その姿勢は練習にのみいかされたわけではない。情報分析担当を置き、海外の選手の戦い方や特徴などを数値化して分析、研究に取り組んだ。
「情報をいかせる時代なので、それを用いない手はありません」
根拠に基づくことで、選手に対しても説得力が生まれ、信頼関係を築いていく土台となった。
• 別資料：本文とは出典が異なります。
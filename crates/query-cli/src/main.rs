use anyhow::Result;
use clap::{Parser, Subcommand};
use std::path::PathBuf;
use tracing_subscriber::{layer::SubscriberExt, util::SubscriberInitExt};

mod commands;
mod config;
mod fixture;

use commands::*;
use config::{Config, OutputFormat};

#[derive(Parser)]
#[command(name = "qe")]
#[command(author, version, about = "Query Engine - cross-partition query driver", long_about = None)]
struct Cli {
    #[command(subcommand)]
    command: Commands,

    /// Enable verbose logging
    #[arg(short, long, global = true)]
    verbose: bool,

    /// Configuration file path
    #[arg(short, long, global = true)]
    config: Option<PathBuf>,
}

#[derive(Subcommand)]
enum Commands {
    /// Drain a fixture query page by page
    Drain {
        /// Fixture file (JSON)
        #[arg(short, long)]
        fixture: PathBuf,

        /// Continuation token to resume from
        #[arg(short = 't', long)]
        continuation: Option<String>,

        /// Backend page size
        #[arg(short, long)]
        page_size: Option<usize>,

        /// Documents per drained page
        #[arg(short, long)]
        max_items: Option<usize>,

        /// Stop after this many pages
        #[arg(long)]
        pages: Option<usize>,

        /// Output format (table, json)
        #[arg(short, long)]
        output: Option<String>,
    },

    /// Print the distinct hash of a JSON value
    Hash {
        /// JSON value
        json: String,
    },

    /// Write a default configuration file
    InitConfig {
        /// Destination path
        path: PathBuf,
    },
}

#[tokio::main]
async fn main() -> Result<()> {
    let cli = Cli::parse();

    // Initialize logging
    init_logging(cli.verbose)?;

    // Load configuration
    let mut config = if let Some(config_path) = cli.config {
        Config::from_file(&config_path)?
    } else {
        Config::default()
    };

    match cli.command {
        Commands::Drain {
            fixture,
            continuation,
            page_size,
            max_items,
            pages,
            output,
        } => {
            if let Some(page_size) = page_size {
                config.page_size = page_size;
            }
            if let Some(max_items) = max_items {
                config.max_item_count = max_items;
            }
            if let Some(output) = output {
                config.output_format = parse_output_format(&output)?;
            }
            drain_fixture(&fixture, continuation.as_deref(), pages, &config).await?;
        }
        Commands::Hash { json } => {
            hash_value(&json)?;
        }
        Commands::InitConfig { path } => {
            init_config(&path)?;
        }
    }

    Ok(())
}

fn parse_output_format(text: &str) -> Result<OutputFormat> {
    match text.to_ascii_lowercase().as_str() {
        "table" => Ok(OutputFormat::Table),
        "json" => Ok(OutputFormat::Json),
        other => anyhow::bail!("Unknown output format '{}', use table or json", other),
    }
}

fn init_logging(verbose: bool) -> Result<()> {
    let filter = if verbose {
        "qe=debug,query_core=debug,query_distinct=debug,query_distributed=debug,query_storage=debug"
    } else {
        "qe=info,query_distributed=warn"
    };

    tracing_subscriber::registry()
        .with(
            tracing_subscriber::EnvFilter::try_from_default_env().unwrap_or_else(|_| filter.into()),
        )
        .with(tracing_subscriber::fmt::layer())
        .init();

    Ok(())
}
use crate::error::{QueryError, Result};
use base64::{engine::general_purpose::URL_SAFE_NO_PAD, Engine as _};
use serde::{Deserialize, Serialize};
use std::cmp::Ordering;
use std::fmt;
use uuid::Uuid;

/// Direction of an ORDER BY column
#[derive(Debug, Clone, Copy, PartialEq, Eq, Hash, Serialize, Deserialize)]
pub enum SortOrder {
    Ascending,
    Descending,
}

impl SortOrder {
    /// Apply this direction to an ascending comparison result
    pub fn apply(self, ordering: Ordering) -> Ordering {
        match self {
            SortOrder::Ascending => ordering,
            SortOrder::Descending => ordering.reverse(),
        }
    }

    pub fn is_descending(self) -> bool {
        self == SortOrder::Descending
    }
}

impl fmt::Display for SortOrder {
    fn fmt(&self, f: &mut fmt::Formatter<'_>) -> fmt::Result {
        match self {
            SortOrder::Ascending => write!(f, "ASC"),
            SortOrder::Descending => write!(f, "DESC"),
        }
    }
}

/// One ORDER BY column: the sort expression and its direction
#[derive(Debug, Clone, PartialEq, Eq, Serialize, Deserialize)]
pub struct OrderByColumn {
    /// Expression text as it appears in the query, e.g. `c.name`
    pub expression: String,
    pub order: SortOrder,
}

impl OrderByColumn {
    pub fn new(expression: impl Into<String>, order: SortOrder) -> Self {
        Self {
            expression: expression.into(),
            order,
        }
    }

    pub fn asc(expression: impl Into<String>) -> Self {
        Self::new(expression, SortOrder::Ascending)
    }

    pub fn desc(expression: impl Into<String>) -> Self {
        Self::new(expression, SortOrder::Descending)
    }
}

/// Compare two sort-key tuples column by column, stopping at the first unequal column.
pub fn compare_sort_keys(
    columns: &[OrderByColumn],
    left: &[crate::Value],
    right: &[crate::Value],
) -> Ordering {
    for ((column, a), b) in columns.iter().zip(left.iter()).zip(right.iter()) {
        let ordering = column.order.apply(a.total_cmp(b));
        if ordering != Ordering::Equal {
            return ordering;
        }
    }
    Ordering::Equal
}

/// How DISTINCT is evaluated, as decided by the query planner
#[derive(Debug, Clone, Copy, PartialEq, Eq, Hash, Serialize, Deserialize)]
pub enum DistinctQueryType {
    /// No DISTINCT clause
    None,
    /// Results arrive sorted on the DISTINCT key; only consecutive duplicates occur
    Ordered,
    /// No ordering guarantee; every seen value must be remembered
    Unordered,
}

/// The part of a query plan the cross-partition pipeline consumes
#[derive(Debug, Clone, PartialEq, Eq, Serialize, Deserialize)]
pub struct QueryPlan {
    pub order_by: Vec<OrderByColumn>,
    pub distinct: DistinctQueryType,
}

impl QueryPlan {
    pub fn new(order_by: Vec<OrderByColumn>, distinct: DistinctQueryType) -> Self {
        Self { order_by, distinct }
    }

    /// Plan for an ORDER BY query without DISTINCT
    pub fn order_by(columns: Vec<OrderByColumn>) -> Self {
        Self::new(columns, DistinctQueryType::None)
    }

    /// Plan with neither ORDER BY nor DISTINCT
    pub fn parallel() -> Self {
        Self::new(Vec::new(), DistinctQueryType::None)
    }

    pub fn with_distinct(mut self, distinct: DistinctQueryType) -> Self {
        self.distinct = distinct;
        self
    }

    pub fn has_order_by(&self) -> bool {
        !self.order_by.is_empty()
    }

    pub fn validate(&self) -> Result<()> {
        if self.distinct == DistinctQueryType::Ordered && self.order_by.is_empty() {
            return Err(QueryError::InvalidPlan(
                "ordered DISTINCT requires an ORDER BY clause".to_string(),
            ));
        }
        Ok(())
    }
}

/// A contiguous slice of the effective partition key space.
///
/// Boundaries are upper-case hex strings, so byte-wise string comparison gives the
/// key-space order; `""` is the minimum and `"FF"` the maximum.
#[derive(Debug, Clone, PartialEq, Eq, Hash, Serialize, Deserialize)]
pub struct PartitionKeyRange {
    #[serde(default, skip_serializing_if = "String::is_empty")]
    pub id: String,
    #[serde(rename = "min")]
    pub min_inclusive: String,
    #[serde(rename = "max")]
    pub max_exclusive: String,
}

impl PartitionKeyRange {
    pub const MIN: &'static str = "";
    pub const MAX: &'static str = "FF";

    pub fn new(
        id: impl Into<String>,
        min_inclusive: impl Into<String>,
        max_exclusive: impl Into<String>,
    ) -> Self {
        Self {
            id: id.into(),
            min_inclusive: min_inclusive.into(),
            max_exclusive: max_exclusive.into(),
        }
    }

    /// Same key-space boundaries, ignoring the id
    pub fn same_bounds(&self, other: &PartitionKeyRange) -> bool {
        self.min_inclusive == other.min_inclusive && self.max_exclusive == other.max_exclusive
    }

    pub fn overlaps(&self, other: &PartitionKeyRange) -> bool {
        self.min_inclusive.as_str() < other.max_exclusive.as_str()
            && other.min_inclusive.as_str() < self.max_exclusive.as_str()
    }

    /// Overlap of two ranges, carrying `other`'s id
    pub fn intersection(&self, other: &PartitionKeyRange) -> Option<PartitionKeyRange> {
        if !self.overlaps(other) {
            return None;
        }
        let min = self.min_inclusive.as_str().max(other.min_inclusive.as_str());
        let max = self.max_exclusive.as_str().min(other.max_exclusive.as_str());
        Some(PartitionKeyRange::new(other.id.clone(), min, max))
    }

    /// True when `self` lies entirely inside `other`
    pub fn is_within(&self, other: &PartitionKeyRange) -> bool {
        other.min_inclusive <= self.min_inclusive && self.max_exclusive <= other.max_exclusive
    }

    pub fn contains_key(&self, key: &str) -> bool {
        self.min_inclusive.as_str() <= key && key < self.max_exclusive.as_str()
    }

    /// Tie-break order between ranges: by minimum boundary
    pub fn cmp_by_min(&self, other: &PartitionKeyRange) -> Ordering {
        self.min_inclusive
            .as_bytes()
            .cmp(other.min_inclusive.as_bytes())
    }
}

impl fmt::Display for PartitionKeyRange {
    fn fmt(&self, f: &mut fmt::Formatter<'_>) -> fmt::Result {
        write!(
            f,
            "{}[{}, {})",
            self.id, self.min_inclusive, self.max_exclusive
        )
    }
}

/// Backend-assigned row identifier.
///
/// Encoded as 16 bytes (database, collection, document; little endian) in url-safe
/// base64 without padding. Rows order by their document part.
#[derive(Debug, Clone, Copy, PartialEq, Eq, Hash)]
pub struct RowId {
    pub database: u32,
    pub collection: u32,
    pub document: u64,
}

impl RowId {
    pub fn new(database: u32, collection: u32, document: u64) -> Self {
        Self {
            database,
            collection,
            document,
        }
    }

    pub fn parse(text: &str) -> Option<RowId> {
        let bytes = URL_SAFE_NO_PAD.decode(text).ok()?;
        if bytes.len() != 16 {
            return None;
        }
        let database = u32::from_le_bytes(bytes[0..4].try_into().ok()?);
        let collection = u32::from_le_bytes(bytes[4..8].try_into().ok()?);
        let document = u64::from_le_bytes(bytes[8..16].try_into().ok()?);
        Some(Self::new(database, collection, document))
    }

    pub fn encode(&self) -> String {
        let mut bytes = [0u8; 16];
        bytes[0..4].copy_from_slice(&self.database.to_le_bytes());
        bytes[4..8].copy_from_slice(&self.collection.to_le_bytes());
        bytes[8..16].copy_from_slice(&self.document.to_le_bytes());
        URL_SAFE_NO_PAD.encode(bytes)
    }

    /// True when both ids belong to the same database and collection
    pub fn same_collection(&self, other: &RowId) -> bool {
        self.database == other.database && self.collection == other.collection
    }
}

impl fmt::Display for RowId {
    fn fmt(&self, f: &mut fmt::Formatter<'_>) -> fmt::Result {
        write!(f, "{}", self.encode())
    }
}

/// Identifier of a backend round trip, reported with every page
#[derive(Debug, Clone, Copy, PartialEq, Eq, Hash, Serialize, Deserialize)]
pub struct ActivityId(pub Uuid);

impl ActivityId {
    /// Create a new random activity ID
    pub fn new() -> Self {
        Self(Uuid::new_v4())
    }
}

impl Default for ActivityId {
    fn default() -> Self {
        Self::new()
    }
}

impl fmt::Display for ActivityId {
    fn fmt(&self, f: &mut fmt::Formatter<'_>) -> fmt::Result {
        write!(f, "{}", self.0)
    }
}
所属先のチームにはコーチを派遣し、選手の状態を把握するように努めた。当然、コンディションを無視して練習させるようなことはなくなった。
金メダルを獲れなかった選手の表彰式で
選手との向き合い方も変わった。
井上監督は就任後、選手との対話を重視した。「上から」ではなく、真正面から話を聞き、そしてアドバイスを送った。年齢が下であろうと、代表クラスの選手たちも一個人として自負や誇り、信念を持っている。それらを尊重する姿勢がそこにあった。
首脳陣と選手との関係性の変化は、ロンドンとリオでのエピソードを振り返れば、より強く感じられる。
ロンドンで物議を醸したのは、メダルは獲得したものの金メダルではなかった選手の表彰式を監督が見届けることなく会場を後にしたことだ。金メダル獲得を至上命令とする柔道ではあるが、柔道界の内外から疑問視する声が上がった。
リオ五輪では、初日の60kg級で高藤が銅メダルを手にした。金メダルを目標にしていた高藤は、悔しさに涙を見せた。その高藤に対し、井上監督はこう語った。
「誇りに思います」
2日目の66kg級、海老沼匡も銅メダルで終えたが、井上監督はこう評した。
「海老沼は最高のプレーヤーです。4年間、いろいろな苦労や困難と戦ってきたので、苦しみながら葛藤と戦い、よくここまでやってくれました」
強化の方向性、選手との関係性、これらを変化させた結果、リオでは金メダル2つを含む全階級でメダル獲得を達成し、ロンドンからの復権を印象付けた。